Je pense qu'il y a beaucoup de fantasmes. On voit certains pays comme l'Espagne par exemple, qui a perdu son siège au directoire en 2012, faire presque une question d'honneur de replacer un ou une autre des siens à Francfort. Il y a forcément des luttes d'influence entre états mais elles sont plus symboliques qu'autre chose.
Il faut bien comprendre que les membres de la BCE fixent une politique monétaire unique et qui vaut pour la zone euro dans son ensemble. Et, encore une fois, cela fonctionne par consensus. Il y a la très peu de marge pour des considérations nationales. Les quelques pays qui disposent de deux membres dans le conseil des gouverneurs ne sont en vérité pas plus avantagés que d'autres lors de la décision. Regardez la France, elle peut compter sur Benoit Coeuré et François Villeroy de Galhau. Pourtant qui peut sérieusement affirmer que la politique monétaire est plus française qu'espagnole?
Hormis la personnalité du président de la BCE, on est ici loin d'enjeux de pouvoir fondamentaux. C'est incomparable avec les bras de fer que se livrent les membres de l'UE lorsqu'il s'agit de repartir les noms et les portefeuilles des commissaires européens à Bruxelles.
Quelles sont les perspectives qui s'annoncent dans cette lutte ? L'Allemagne peut-elle parvenir, après 20 ans de disette concernant le poste de président de la BCE, à obtenir la nomination de son candidat -à priori Jens Weidmann, actuel président de la Bundesbank ?
Oui, l'Allemagne est bien partie pour mettre Weidmann à la place de Draghi. Il y a plusieurs raisons à cela. Premièrement, on peut estimer que le tour de l'Allemagne, plus grande économie de la zone euro, est venu. L'attente a duré vingt ans, depuis la création de la BCE dans le moule de la Bundesbank dont il faut rappeler que les allemands ont abandonné la primauté à contrecœur.
Deuxièmement, je pense que Jens Weidmann est plus pragmatique qu'il en a l'air. Certes il fait partie de ce qu'on appelle les faucons, ceux qui trouvent la ligne Draghi trop accommodante, mais il a fortement tempéré ses critiques depuis 2016. Il a même été jusqu’à avouer dernièrement que la politique monétaire actuelle était "appropriée". Qu'il soit volontaire ou non, son exercice de modération le replace un peu plus au centre des sensibilités monétaires au sein du conseil. Etre a minima consensuel est une qualification nécessaire pour le job: le président de la BCE est celui qui doit trouver un point d'équilibre entre les 25 opinions du conseil. Il en va de la crédibilité de son institution, et de sa parole.

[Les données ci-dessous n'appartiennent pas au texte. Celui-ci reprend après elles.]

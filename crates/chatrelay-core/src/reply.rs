//! Reply formatting and the fixed user-facing notices.

use chrono::Duration;

/// Sent when the completion reply is empty after cleanup.
pub const NO_MEANINGFUL_ANSWER: &str = "请求得不到任何有意义的回复，请具体提出问题。";

/// Format a raw completion for the user.
///
/// If the reply has more than one blank-line separated paragraph, the first
/// one is dropped (completion services tend to open with a preamble). The
/// rest is trimmed, replaced with [`NO_MEANINGFUL_ANSWER`] if empty, and
/// prefixed with `prefix` on its own line when `prefix` is non-empty.
pub fn build_reply(raw: &str, prefix: &str) -> String {
    // Also drops a first paragraph that is the real answer.
    let body = match raw.split_once("\n\n") {
        Some((_, rest)) => rest,
        None => raw,
    };

    let body = body.trim();
    let body = if body.is_empty() {
        NO_MEANINGFUL_ANSWER
    } else {
        body
    };

    format!("{prefix}\n{body}").trim_matches('\n').to_string()
}

/// Notice sent to a user whose quota for the window is used up.
pub fn quota_exceeded_notice(limit: u32, window: Duration) -> String {
    format!(
        "感谢您的体验，每位用户{}内可体验{}次，到期后自动重置",
        describe_window(window),
        limit
    )
}

/// Notice sent to a user when the completion call fails.
pub fn upstream_failure_notice(error: &impl std::fmt::Display) -> String {
    format!("completion request error: {error}")
}

fn describe_window(window: Duration) -> String {
    let secs = window.num_seconds().max(0);
    if secs > 0 && secs % 3600 == 0 {
        format!("{}小时", secs / 3600)
    } else if secs > 0 && secs % 60 == 0 {
        format!("{}分钟", secs / 60)
    } else {
        format!("{secs}秒")
    }
}
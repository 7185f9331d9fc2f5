//! Tracing subscriber initialization with structured logging and optional
//! OpenTelemetry trace export.
//!
//! # Usage
//!
//! ```no_run
//! use chatrelay_observe::tracing_setup::{LogOptions, init_tracing};
//!
//! // Human-readable logs at the default level
//! init_tracing(&LogOptions::default()).unwrap();
//! ```
//!
//! Logs go to stderr so the console transport can own stdout.

use std::sync::OnceLock;

use opentelemetry::trace::TracerProvider as _;
use opentelemetry_sdk::trace::SdkTracerProvider;
use tracing_subscriber::EnvFilter;
use tracing_subscriber::fmt::format::FmtSpan;
use tracing_subscriber::layer::SubscriberExt;
use tracing_subscriber::util::SubscriberInitExt;

/// Stores the OTel tracer provider so it can be shut down cleanly on exit.
static TRACER_PROVIDER: OnceLock<SdkTracerProvider> = OnceLock::new();

/// How the global subscriber should be built.
#[derive(Debug, Clone)]
pub struct LogOptions {
    /// Filter used when `RUST_LOG` is not set.
    pub default_filter: String,
    /// Emit one JSON object per event instead of human-readable lines.
    pub json: bool,
    /// Bridge spans to OpenTelemetry with a stdout exporter.
    pub enable_otel: bool,
}

impl Default for LogOptions {
    fn default() -> Self {
        Self {
            default_filter: filter_for_verbosity(0, false).to_string(),
            json: false,
            enable_otel: false,
        }
    }
}

/// Default filter for a `-v` count and `--quiet` flag.
pub fn filter_for_verbosity(verbose: u8, quiet: bool) -> &'static str {
    match verbose {
        0 if quiet => "error",
        0 => "warn,chatrelay=info",
        1 => "info,chatrelay=debug",
        _ => "trace",
    }
}

/// Initialize the global tracing subscriber.
///
/// - Installs a `fmt` layer (plain or JSON) that records span close timing.
/// - When `enable_otel` is set, additionally bridges tracing spans to
///   OpenTelemetry using a stdout exporter.
/// - `RUST_LOG` overrides `default_filter` when present.
///
/// # Errors
///
/// Returns an error if the global subscriber has already been set.
pub fn init_tracing(options: &LogOptions) -> Result<(), Box<dyn std::error::Error>> {
    let env_filter = EnvFilter::try_from_default_env()
        .unwrap_or_else(|_| EnvFilter::new(&options.default_filter));

    let text_layer = (!options.json).then(|| {
        tracing_subscriber::fmt::layer()
            .with_writer(std::io::stderr)
            .with_target(false)
            .with_span_events(FmtSpan::CLOSE)
    });
    let json_layer = options.json.then(|| {
        tracing_subscriber::fmt::layer()
            .json()
            .with_writer(std::io::stderr)
            .with_current_span(true)
            .with_span_events(FmtSpan::CLOSE)
    });

    let otel_layer = if options.enable_otel {
        let provider = SdkTracerProvider::builder()
            .with_simple_exporter(opentelemetry_stdout::SpanExporter::default())
            .build();
        let tracer = provider.tracer("chatrelay");

        let _ = TRACER_PROVIDER.set(provider.clone());
        opentelemetry::global::set_tracer_provider(provider);

        Some(tracing_opentelemetry::layer().with_tracer(tracer))
    } else {
        None
    };

    tracing_subscriber::registry()
        .with(env_filter)
        .with(text_layer)
        .with(json_layer)
        .with(otel_layer)
        .try_init()?;

    Ok(())
}

/// Flush pending traces and shut down the OpenTelemetry tracer provider.
///
/// No-op when OTel was not enabled.
pub fn shutdown_tracing() {
    if let Some(provider) = TRACER_PROVIDER.get() {
        if let Err(e) = provider.shutdown() {
            eprintln!("Warning: OTel tracer provider shutdown error: {e}");
        }
    }
}
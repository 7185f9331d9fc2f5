//! Liveness and cache statistics.
//!
//! GET /api/v1/health

use std::time::Instant;

use axum::Json;
use axum::extract::State;
use serde::Serialize;

use chatrelay_core::completion::CompletionService;

use crate::http::response::ApiResponse;
use crate::state::AppState;

#[derive(Debug, Serialize)]
pub struct HealthResponse {
    pub status: &'static str,
    pub uptime_secs: i64,
    /// Users with a stored session context (expired entries included until swept).
    pub sessions: usize,
    /// Users with a quota entry.
    pub quota_users: usize,
    pub quota_limit: u32,
    pub quota_window_secs: i64,
}

/// GET /api/v1/health
pub async fn health<C: CompletionService + 'static>(
    State(state): State<AppState<C>>,
) -> Json<ApiResponse<HealthResponse>> {
    let start = Instant::now();
    let request_id = uuid::Uuid::now_v7().to_string();

    let quota = state.pipeline.quota();
    let data = HealthResponse {
        status: "ok",
        uptime_secs: (chrono::Utc::now() - state.started_at).num_seconds(),
        sessions: state.pipeline.sessions().len(),
        quota_users: quota.len(),
        quota_limit: quota.limit(),
        quota_window_secs: quota.window().num_seconds(),
    };

    let elapsed = start.elapsed().as_millis() as u64;
    Json(ApiResponse::success(data, request_id, elapsed))
}

#[cfg(test)]
mod tests {
    use super::*;
    use crate::state::testing::test_state;

    #[tokio::test]
    async fn test_reports_store_sizes() {
        let state = test_state();
        state.pipeline.sessions().set_context("@alice", "q", "a");
        state.pipeline.quota().increment("@alice");
        state.pipeline.quota().increment("@bob");

        let Json(resp) = health(State(state)).await;
        let data = resp.data.unwrap();

        assert_eq!(data.status, "ok");
        assert_eq!(data.sessions, 1);
        assert_eq!(data.quota_users, 2);
        assert_eq!(data.quota_limit, 3);
        assert_eq!(data.quota_window_secs, 3600);
    }
}
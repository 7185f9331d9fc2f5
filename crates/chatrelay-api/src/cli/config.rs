//! `chatrelay config`: print the effective configuration.

use anyhow::Result;
use console::style;

use chatrelay_types::config::RelayConfig;

/// Print `config` as TOML (or JSON with `--json`), followed by whether the
/// completion API key variable is set. The key itself is never printed.
pub fn show_config(config: &RelayConfig, source: &std::path::Path, json: bool) -> Result<()> {
    let key_present = std::env::var_os(&config.completion.api_key_env).is_some();

    if json {
        let value = serde_json::json!({
            "source": source.display().to_string(),
            "config": config,
            "api_key_present": key_present,
        });
        println!("{}", serde_json::to_string_pretty(&value)?);
        return Ok(());
    }

    println!("# effective configuration ({})", source.display());
    println!("{}", render_toml(config)?);

    let key_line = if key_present {
        format!("{} {} is set", style("✓").green(), config.completion.api_key_env)
    } else {
        format!("{} {} is not set", style("✗").red(), config.completion.api_key_env)
    };
    eprintln!("{key_line}");
    Ok(())
}

fn render_toml(config: &RelayConfig) -> Result<String> {
    Ok(toml::to_string_pretty(config)?)
}
//! Expiring in-memory caches shared across message handlers.

pub mod ttl;

pub use ttl::TtlCache;
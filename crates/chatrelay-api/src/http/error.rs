//! Application error type mapping to HTTP status codes and envelope format.

use axum::response::{IntoResponse, Response};

use chatrelay_types::error::RelayError;

use crate::http::response::ApiResponse;

/// Application-level error that maps to HTTP responses.
#[derive(Debug)]
pub enum AppError {
    /// The pipeline could not deliver its reply.
    Relay(RelayError),
    /// Malformed request.
    Validation(String),
}

impl From<RelayError> for AppError {
    fn from(e: RelayError) -> Self {
        AppError::Relay(e)
    }
}

impl AppError {
    pub fn code(&self) -> &'static str {
        match self {
            AppError::Relay(_) => "DELIVERY_FAILED",
            AppError::Validation(_) => "VALIDATION_ERROR",
        }
    }

    pub fn message(&self) -> String {
        match self {
            AppError::Relay(e) => e.to_string(),
            AppError::Validation(msg) => msg.clone(),
        }
    }
}

impl IntoResponse for AppError {
    fn into_response(self) -> Response {
        if let AppError::Relay(e) = &self {
            tracing::warn!(error = %e, "relay error surfaced to HTTP caller");
        }
        ApiResponse::error(
            self.code(),
            &self.message(),
            uuid::Uuid::now_v7().to_string(),
            0,
        )
        .into_response()
    }
}
//! Line-oriented console transport.

use std::io::ErrorKind;

use tokio::io::{AsyncWrite, AsyncWriteExt};
use tokio::sync::Mutex;

use chatrelay_core::transport::ReplySink;
use chatrelay_types::error::TransportError;

/// Writes each reply to `out`, one per block, prefixed with a speaker label.
///
/// Multi-line replies keep their line breaks; a blank line separates
/// consecutive replies.
pub struct ConsoleSink<W> {
    label: String,
    out: Mutex<W>,
}

impl ConsoleSink<tokio::io::Stdout> {
    pub fn stdout(label: impl Into<String>) -> Self {
        Self::new(label, tokio::io::stdout())
    }
}

impl<W: AsyncWrite + Unpin + Send> ConsoleSink<W> {
    pub fn new(label: impl Into<String>, out: W) -> Self {
        Self {
            label: label.into(),
            out: Mutex::new(out),
        }
    }

    /// Consume the sink and return the writer.
    pub fn into_inner(self) -> W {
        self.out.into_inner()
    }

    async fn write_reply(&self, text: &str) -> std::io::Result<()> {
        let block = format!("{}> {}\n\n", self.label, text);
        let mut out = self.out.lock().await;
        out.write_all(block.as_bytes()).await?;
        out.flush().await
    }
}

impl<W: AsyncWrite + Unpin + Send> ReplySink for ConsoleSink<W> {
    async fn send_reply(&self, text: &str) -> Result<(), TransportError> {
        self.write_reply(text).await.map_err(|e| match e.kind() {
            ErrorKind::BrokenPipe => TransportError::Closed,
            _ => TransportError::Send(e.to_string()),
        })
    }
}
//! Envelope response format for all API responses.
//!
//! Every response is wrapped in a consistent envelope:
//! ```json
//! {
//!   "data": { ... },
//!   "meta": { "request_id": "...", "timestamp": "...", "response_time_ms": 5 },
//!   "errors": []
//! }
//! ```

use axum::http::StatusCode;
use axum::response::{IntoResponse, Response};
use serde::Serialize;

/// Envelope response wrapping all API data.
#[derive(Debug, Serialize)]
pub struct ApiResponse<T: Serialize> {
    #[serde(skip_serializing_if = "Option::is_none")]
    pub data: Option<T>,

    pub meta: ApiMeta,

    /// Empty on success.
    #[serde(skip_serializing_if = "Vec::is_empty")]
    pub errors: Vec<ApiErrorDetail>,
}

#[derive(Debug, Serialize)]
pub struct ApiMeta {
    pub request_id: String,
    /// RFC 3339 timestamp of the response.
    pub timestamp: String,
    pub response_time_ms: u64,
}

#[derive(Debug, Serialize)]
pub struct ApiErrorDetail {
    /// Machine-readable error code.
    pub code: String,
    pub message: String,
}

impl ApiMeta {
    pub fn new(request_id: String, response_time_ms: u64) -> Self {
        Self {
            request_id,
            timestamp: chrono::Utc::now().to_rfc3339(),
            response_time_ms,
        }
    }
}

impl<T: Serialize> ApiResponse<T> {
    pub fn success(data: T, request_id: String, response_time_ms: u64) -> Self {
        Self {
            data: Some(data),
            meta: ApiMeta::new(request_id, response_time_ms),
            errors: Vec::new(),
        }
    }
}

impl ApiResponse<()> {
    pub fn error(code: &str, message: &str, request_id: String, response_time_ms: u64) -> Self {
        Self {
            data: None,
            meta: ApiMeta::new(request_id, response_time_ms),
            errors: vec![ApiErrorDetail {
                code: code.to_string(),
                message: message.to_string(),
            }],
        }
    }
}

/// HTTP status for an error code.
pub fn status_for_code(code: &str) -> StatusCode {
    match code {
        "NOT_FOUND" => StatusCode::NOT_FOUND,
        "VALIDATION_ERROR" => StatusCode::BAD_REQUEST,
        "DELIVERY_FAILED" => StatusCode::BAD_GATEWAY,
        _ => StatusCode::INTERNAL_SERVER_ERROR,
    }
}

impl<T: Serialize> IntoResponse for ApiResponse<T> {
    fn into_response(self) -> Response {
        let status = self
            .errors
            .first()
            .map(|e| status_for_code(&e.code))
            .unwrap_or(StatusCode::OK);

        let body = serde_json::to_string(&self).unwrap_or_else(|_| {
            r#"{"errors":[{"code":"SERIALIZATION_ERROR","message":"Failed to serialize response"}]}"#.to_string()
        });

        (
            status,
            [(axum::http::header::CONTENT_TYPE, "application/json")],
            body,
        )
            .into_response()
    }
}
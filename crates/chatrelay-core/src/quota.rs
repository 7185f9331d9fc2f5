//! Per-user usage quota with a sliding expiry window.
//!
//! Each user may complete `limit` requests per window. The window restarts
//! from every successful use, so the count only resets after a full window of
//! inactivity. Rejected requests never touch the count.
//!
//! Checking and counting are split across the completion call: a check hands
//! out a [`QuotaReservation`] that holds a pending slot, so concurrent
//! requests from one user cannot all pass the check before any of them is
//! counted. Committing the reservation turns the slot into a use; dropping it
//! gives the slot back.

use std::sync::Arc;

use chrono::{DateTime, Duration, Utc};
use dashmap::DashMap;

use crate::clock::Clock;

/// Default successful uses per window.
pub const DEFAULT_QUOTA_LIMIT: u32 = 3;

/// Default window length, in seconds.
pub const DEFAULT_QUOTA_WINDOW_SECS: i64 = 3600;

/// Returned when a user has no uses left in the current window.
#[derive(Debug, Clone, Copy, PartialEq, Eq, thiserror::Error)]
#[error("quota exhausted: {count} of {limit} uses in the current window")]
pub struct QuotaExceeded {
    pub count: u32,
    pub limit: u32,
}

#[derive(Debug, Default)]
struct QuotaEntry {
    count: u32,
    /// Reservations handed out but not yet committed or released.
    pending: u32,
    window_expires_at: Option<DateTime<Utc>>,
}

impl QuotaEntry {
    fn expire_if_due(&mut self, now: DateTime<Utc>) {
        if self.window_expires_at.is_some_and(|at| at <= now) {
            self.count = 0;
            self.window_expires_at = None;
        }
    }

    fn is_idle(&self) -> bool {
        self.count == 0 && self.pending == 0
    }

    fn record_use(&mut self, now: DateTime<Utc>, window: Duration) -> u32 {
        self.expire_if_due(now);
        self.count = self.count.saturating_add(1);
        self.window_expires_at = Some(now + window);
        self.count
    }
}

/// Shared per-user usage counters.
pub struct QuotaTracker {
    limit: u32,
    window: Duration,
    entries: DashMap<String, QuotaEntry>,
    clock: Arc<dyn Clock>,
}

impl QuotaTracker {
    pub fn new(limit: u32, window: Duration, clock: Arc<dyn Clock>) -> Self {
        Self {
            limit,
            window,
            entries: DashMap::new(),
            clock,
        }
    }

    pub fn limit(&self) -> u32 {
        self.limit
    }

    pub fn window(&self) -> Duration {
        self.window
    }

    /// Uses recorded for `user` in the current window (0 if absent or expired).
    pub fn count(&self, user: &str) -> u32 {
        let now = self.clock.now();
        self.entries
            .get(user)
            .map(|entry| match entry.window_expires_at {
                Some(at) if at <= now => 0,
                _ => entry.count,
            })
            .unwrap_or(0)
    }

    /// Check whether `user` may make another request and, if so, hold a slot.
    ///
    /// Returns [`QuotaExceeded`] when recorded uses plus outstanding
    /// reservations already reach the limit.
    pub fn check_and_reserve(&self, user: &str) -> Result<QuotaReservation<'_>, QuotaExceeded> {
        let now = self.clock.now();
        let mut entry = self.entries.entry(user.to_string()).or_default();
        entry.expire_if_due(now);

        if entry.count.saturating_add(entry.pending) >= self.limit {
            let exceeded = QuotaExceeded {
                count: entry.count,
                limit: self.limit,
            };
            let idle = entry.is_idle();
            drop(entry);
            if idle {
                self.entries.remove_if(user, |_, entry| entry.is_idle());
            }
            return Err(exceeded);
        }

        entry.pending += 1;
        Ok(QuotaReservation {
            tracker: self,
            user: user.to_string(),
            count: entry.count,
            settled: false,
        })
    }

    /// Record one use for `user` and restart their window from now.
    ///
    /// Returns the count after the increment.
    pub fn increment(&self, user: &str) -> u32 {
        let now = self.clock.now();
        let mut entry = self.entries.entry(user.to_string()).or_default();
        entry.record_use(now, self.window)
    }

    /// Reset `user`'s quota. Returns whether an entry existed.
    pub fn delete(&self, user: &str) -> bool {
        self.entries.remove(user).is_some()
    }

    /// Drop entries whose window has elapsed and that hold no reservations.
    pub fn sweep_expired(&self) -> usize {
        let now = self.clock.now();
        let before = self.entries.len();
        self.entries.retain(|_, entry| {
            entry.expire_if_due(now);
            !entry.is_idle()
        });
        before.saturating_sub(self.entries.len())
    }

    /// Number of tracked users, including expired entries not yet swept.
    pub fn len(&self) -> usize {
        self.entries.len()
    }

    pub fn is_empty(&self) -> bool {
        self.entries.is_empty()
    }

    fn commit_reserved(&self, user: &str) -> u32 {
        let now = self.clock.now();
        let mut entry = self.entries.entry(user.to_string()).or_default();
        entry.pending = entry.pending.saturating_sub(1);
        entry.record_use(now, self.window)
    }

    fn release(&self, user: &str) {
        let idle = match self.entries.get_mut(user) {
            Some(mut entry) => {
                entry.pending = entry.pending.saturating_sub(1);
                entry.is_idle()
            }
            None => false,
        };
        if idle {
            self.entries.remove_if(user, |_, entry| entry.is_idle());
        }
    }
}

impl std::fmt::Debug for QuotaTracker {
    fn fmt(&self, f: &mut std::fmt::Formatter<'_>) -> std::fmt::Result {
        f.debug_struct("QuotaTracker")
            .field("limit", &self.limit)
            .field("window", &self.window)
            .field("tracked_users", &self.entries.len())
            .finish()
    }
}

/// A held quota slot. Commit it after a successful use; drop it otherwise.
#[must_use = "dropping a reservation releases the slot without recording a use"]
pub struct QuotaReservation<'a> {
    tracker: &'a QuotaTracker,
    user: String,
    count: u32,
    settled: bool,
}

impl QuotaReservation<'_> {
    /// Uses already recorded when the slot was reserved.
    pub fn count(&self) -> u32 {
        self.count
    }

    /// Record the use and restart the window. Returns the new count.
    pub fn commit(mut self) -> u32 {
        self.settled = true;
        self.tracker.commit_reserved(&self.user)
    }
}

impl Drop for QuotaReservation<'_> {
    fn drop(&mut self) {
        if !self.settled {
            self.tracker.release(&self.user);
        }
    }
}

impl std::fmt::Debug for QuotaReservation<'_> {
    fn fmt(&self, f: &mut std::fmt::Formatter<'_>) -> std::fmt::Result {
        f.debug_struct("QuotaReservation")
            .field("user", &self.user)
            .field("count", &self.count)
            .finish()
    }
}

#[cfg(test)]
mod tests {
    use super::*;
    use crate::clock::ManualClock;

    fn tracker(limit: u32) -> (Arc<QuotaTracker>, Arc<ManualClock>) {
        let clock = Arc::new(ManualClock::default());
        let tracker = QuotaTracker::new(
            limit,
            Duration::seconds(DEFAULT_QUOTA_WINDOW_SECS),
            clock.clone(),
        );
        (Arc::new(tracker), clock)
    }

    #[test]
    fn test_fresh_user_is_allowed_with_zero_count() {
        let (quota, _clock) = tracker(3);
        let reservation = quota.check_and_reserve("u1").unwrap();
        assert_eq!(reservation.count(), 0);
    }

    #[test]
    fn test_rejects_after_limit_without_incrementing() {
        let (quota, _clock) = tracker(3);
        for expected in 1..=3 {
            let used = quota.check_and_reserve("u1").unwrap().commit();
            assert_eq!(used, expected);
        }

        let err = quota.check_and_reserve("u1").unwrap_err();
        assert_eq!(err, QuotaExceeded { count: 3, limit: 3 });
        assert_eq!(quota.count("u1"), 3);

        // A second rejection still leaves the count alone.
        assert!(quota.check_and_reserve("u1").is_err());
        assert_eq!(quota.count("u1"), 3);
    }

    #[test]
    fn test_dropped_reservation_releases_slot() {
        let (quota, _clock) = tracker(1);
        {
            let _held = quota.check_and_reserve("u1").unwrap();
            assert!(quota.check_and_reserve("u1").is_err());
        }
        assert_eq!(quota.count("u1"), 0);
        assert!(quota.is_empty());
        assert!(quota.check_and_reserve("u1").is_ok());
    }

    #[test]
    fn test_window_elapsing_resets_quota() {
        let (quota, clock) = tracker(3);
        for _ in 0..3 {
            quota.increment("u1");
        }
        assert!(quota.check_and_reserve("u1").is_err());

        clock.advance(Duration::seconds(DEFAULT_QUOTA_WINDOW_SECS));
        assert_eq!(quota.count("u1"), 0);
        let reservation = quota.check_and_reserve("u1").unwrap();
        assert_eq!(reservation.count(), 0);
        assert_eq!(reservation.commit(), 1);
    }

    #[test]
    fn test_window_slides_on_each_use() {
        let (quota, clock) = tracker(3);
        quota.increment("u1");
        clock.advance(Duration::minutes(50));
        quota.increment("u1");
        clock.advance(Duration::minutes(50));

        // 100 minutes after the first use, but only 50 after the last.
        assert_eq!(quota.count("u1"), 2);

        clock.advance(Duration::minutes(10));
        assert_eq!(quota.count("u1"), 0);
    }

    #[test]
    fn test_delete_resets_user() {
        let (quota, _clock) = tracker(3);
        for _ in 0..3 {
            quota.increment("u1");
        }
        quota.increment("u2");

        assert!(quota.delete("u1"));
        assert!(!quota.delete("u1"));
        assert_eq!(quota.count("u1"), 0);
        assert_eq!(quota.count("u2"), 1);
        assert!(quota.check_and_reserve("u1").is_ok());
    }

    #[test]
    fn test_sweep_removes_expired_but_keeps_reserved() {
        let (quota, clock) = tracker(3);
        quota.increment("idle");
        quota.increment("busy");
        clock.advance(Duration::seconds(DEFAULT_QUOTA_WINDOW_SECS + 1));

        let held = quota.check_and_reserve("busy").unwrap();
        assert_eq!(quota.sweep_expired(), 1);
        assert_eq!(quota.len(), 1);
        assert_eq!(held.commit(), 1);
    }

    #[tokio::test]
    async fn test_concurrent_reservations_admit_exactly_limit() {
        let (quota, _clock) = tracker(3);

        let mut handles = Vec::new();
        for _ in 0..20 {
            let q = quota.clone();
            handles.push(tokio::spawn(async move {
                match q.check_and_reserve("shared") {
                    Ok(reservation) => {
                        tokio::task::yield_now().await;
                        reservation.commit();
                        true
                    }
                    Err(_) => false,
                }
            }));
        }

        let mut allowed = 0;
        let mut rejected = 0;
        for handle in handles {
            if handle.await.unwrap() {
                allowed += 1;
            } else {
                rejected += 1;
            }
        }

        assert_eq!(allowed, 3);
        assert_eq!(rejected, 17);
        assert_eq!(quota.count("shared"), 3);
    }

    #[tokio::test(flavor = "multi_thread", worker_threads = 4)]
    async fn test_concurrent_increments_are_not_lost() {
        let (quota, _clock) = tracker(u32::MAX);

        let mut handles = Vec::new();
        for _ in 0..8 {
            let q = quota.clone();
            handles.push(tokio::spawn(async move {
                for _ in 0..250 {
                    q.increment("hot");
                }
            }));
        }
        for handle in handles {
            handle.await.unwrap();
        }

        assert_eq!(quota.count("hot"), 2000);
    }
}
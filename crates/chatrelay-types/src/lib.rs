//! Shared domain types for chatrelay.
//!
//! This crate contains the types passed between the relay core, the transport
//! adapters and the completion client: inbound messages, roster entries,
//! handling outcomes, configuration, and their associated error types.
//!
//! Zero infrastructure dependencies -- only serde and thiserror.

pub mod config;
pub mod error;
pub mod llm;
pub mod message;
//! Inbound message, roster, and outcome types.
//!
//! These model one message arriving from a chat participant, the friend
//! list the transport can enumerate, and what the relay did with it.

use serde::{Deserialize, Serialize};

use std::fmt;
use std::str::FromStr;

/// Content type of an inbound chat message.
#[derive(Debug, Clone, Copy, PartialEq, Eq, Serialize, Deserialize)]
#[serde(rename_all = "lowercase")]
pub enum MessageKind {
    Text,
    Image,
    Voice,
    Other,
}

impl fmt::Display for MessageKind {
    fn fmt(&self, f: &mut fmt::Formatter<'_>) -> fmt::Result {
        match self {
            MessageKind::Text => write!(f, "text"),
            MessageKind::Image => write!(f, "image"),
            MessageKind::Voice => write!(f, "voice"),
            MessageKind::Other => write!(f, "other"),
        }
    }
}

impl FromStr for MessageKind {
    type Err = String;

    fn from_str(s: &str) -> Result<Self, Self::Err> {
        match s.to_lowercase().as_str() {
            "text" => Ok(MessageKind::Text),
            "image" => Ok(MessageKind::Image),
            "voice" => Ok(MessageKind::Voice),
            "other" => Ok(MessageKind::Other),
            other => Err(format!("invalid message kind: '{other}'")),
        }
    }
}

impl Default for MessageKind {
    fn default() -> Self {
        MessageKind::Text
    }
}

/// A single message received from a chat participant.
///
/// `sender_id` is the stable user key both caches are keyed by;
/// `sender_name` is the display name, used only for the admin check.
#[derive(Debug, Clone, Serialize, Deserialize)]
pub struct InboundMessage {
    pub sender_id: String,
    pub sender_name: String,
    #[serde(default)]
    pub kind: MessageKind,
    #[serde(default)]
    pub text: String,
}

impl InboundMessage {
    /// Build a text message.
    pub fn text(
        sender_id: impl Into<String>,
        sender_name: impl Into<String>,
        text: impl Into<String>,
    ) -> Self {
        Self {
            sender_id: sender_id.into(),
            sender_name: sender_name.into(),
            kind: MessageKind::Text,
            text: text.into(),
        }
    }

    pub fn is_text(&self) -> bool {
        self.kind == MessageKind::Text
    }
}

/// A contact the transport can enumerate.
#[derive(Debug, Clone, PartialEq, Eq, Serialize, Deserialize)]
pub struct Friend {
    pub user_id: String,
    pub display_name: String,
}

/// What the pipeline did with one inbound message.
///
/// Every variant except `Skipped` corresponds to exactly one reply sent.
#[derive(Debug, Clone, PartialEq, Eq, Serialize)]
#[serde(tag = "outcome", rename_all = "snake_case")]
pub enum HandleOutcome {
    /// Non-text message or empty request text. Nothing was sent.
    Skipped,
    /// Admin cache-clear ran. `cleared` counts matched roster entries.
    AdminCleared {
        target: Option<String>,
        cleared: usize,
    },
    /// The sender is out of quota for the current window.
    QuotaExceeded { count: u32 },
    /// The completion call failed and the user was told why.
    UpstreamFailed,
    /// A completion was relayed. `used` is the sender's count after this call.
    Replied { used: u32 },
}

impl HandleOutcome {
    /// Whether a reply was sent for this outcome.
    pub fn replied(&self) -> bool {
        !matches!(self, HandleOutcome::Skipped)
    }
}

Troisièmement, Weidmann arriverait au bon moment en novembre 2019. Si l'économie de la zone euro tient ses promesses et l'inflation retrouve des couleurs d'ici la fin de l'année il est probable que la BCE doive commencer à resserrer sa politique monétaire. D'abord en arrêtant d'acheter des actifs en 2018, puis en entamant le pilotage vers un cycle de hausse des taux sur la deuxième partie de 2019. Dans ces conditions, le siège ne serait pas inconfortable pour le faucon historique qu'est Weidmann.